Stored data
//! CLI entry point for the wigle-vault tool.

use std::io::{self, IsTerminal};
use std::process::ExitCode;

use anyhow::{Context, Result};
use clap::Parser;
use dialoguer::Input;
use tracing::{debug, error, info};
use wigle_vault::{VaultConfig, WigleClient, run_backup};

mod cli;
mod output;

use cli::Args;

/// Guidance printed when no usable token is available or the API rejects one.
const TOKEN_GUIDANCE: &str = "Get your API token from https://wigle.net/account: \
click \"Show my token\" and copy the \"Encoded for use\" value.";

#[tokio::main]
async fn main() -> Result<ExitCode> {
    // Parse CLI arguments first (before tracing, so --help works without logs)
    let args = Args::parse();

    // Determine log level based on verbose/quiet flags
    // Priority: RUST_LOG env var > quiet flag > verbose flag > default (info)
    let default_level = if args.quiet {
        "error"
    } else {
        match args.verbose {
            0 => "info",
            1 => "debug",
            _ => "trace",
        }
    };

    let filter = tracing_subscriber::EnvFilter::try_from_default_env()
        .unwrap_or_else(|_| tracing_subscriber::EnvFilter::new(default_level));

    tracing_subscriber::fmt().with_env_filter(filter).init();

    debug!(strict = args.strict, output_dir = %args.output_dir.display(), "CLI arguments parsed");

    let Some(token) = resolve_token(args.token)? else {
        eprintln!("error: no API token provided");
        eprintln!("{TOKEN_GUIDANCE}");
        eprintln!("Usage: wigle-vault <TOKEN> [OUTPUT_DIR]");
        return Ok(ExitCode::from(2));
    };

    let client = match WigleClient::new(&token) {
        Ok(client) => client,
        Err(error) => {
            error!(%error, "unusable token");
            eprintln!("error: {error}");
            eprintln!("{TOKEN_GUIDANCE}");
            return Ok(ExitCode::from(1));
        }
    };

    tokio::fs::create_dir_all(&args.output_dir)
        .await
        .with_context(|| {
            format!(
                "failed to create output directory {}",
                args.output_dir.display()
            )
        })?;
    // Resolve to an absolute path once, so the report names the real location
    // regardless of the working directory the run started in.
    let output_dir = args
        .output_dir
        .canonicalize()
        .unwrap_or_else(|_| args.output_dir.clone());

    info!(output_dir = %output_dir.display(), "starting backup");

    match run_backup(&client, &output_dir, &VaultConfig::default()).await {
        Ok(stats) => {
            output::print_summary(&stats, &output_dir);
            let outcome = output::determine_exit_outcome(stats.failed(), args.strict);
            Ok(ExitCode::from(outcome.code()))
        }
        Err(error) if error.is_auth_failure() => {
            error!(%error, "authentication failed");
            eprintln!("error: {error}");
            eprintln!("{TOKEN_GUIDANCE}");
            Ok(ExitCode::from(1))
        }
        Err(error) => Err(error).context("backup aborted"),
    }
}

/// Resolves the API token: CLI argument first, then an interactive prompt
/// when attached to a terminal. Returns `None` when no usable token is
/// available.
fn resolve_token(arg: Option<String>) -> Result<Option<String>> {
    if let Some(token) = arg {
        let token = token.trim().to_string();
        return Ok((!token.is_empty()).then_some(token));
    }

    if !io::stdin().is_terminal() {
        return Ok(None);
    }

    println!("{TOKEN_GUIDANCE}");
    let token: String = Input::new()
        .with_prompt("WiGLE API token")
        .interact_text()
        .context("failed to read token from terminal")?;
    let token = token.trim().to_string();
    Ok((!token.is_empty()).then_some(token))
}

YOUR INSTRUCTIONS: Starting at the first line of the data above, retype each line exactly until you reach the line containing "const TOKEN_GUIDANCE: &str", and include that line too.

ANSWER BOX:
//! CLI entry point for the wigle-vault tool.

use std::io::{self, IsTerminal};
use std::process::ExitCode;

use anyhow::{Context, Result};
use clap::Parser;
use dialoguer::Input;
use tracing::{debug, error, info};
use wigle_vault::{VaultConfig, WigleClient, run_backup};

mod cli;
mod output;

use cli::Args;

/// Guidance printed when no usable token is available or the API rejects one.
const TOKEN_GUIDANCE: &str = "Get your API token from https://wigle.net/account: \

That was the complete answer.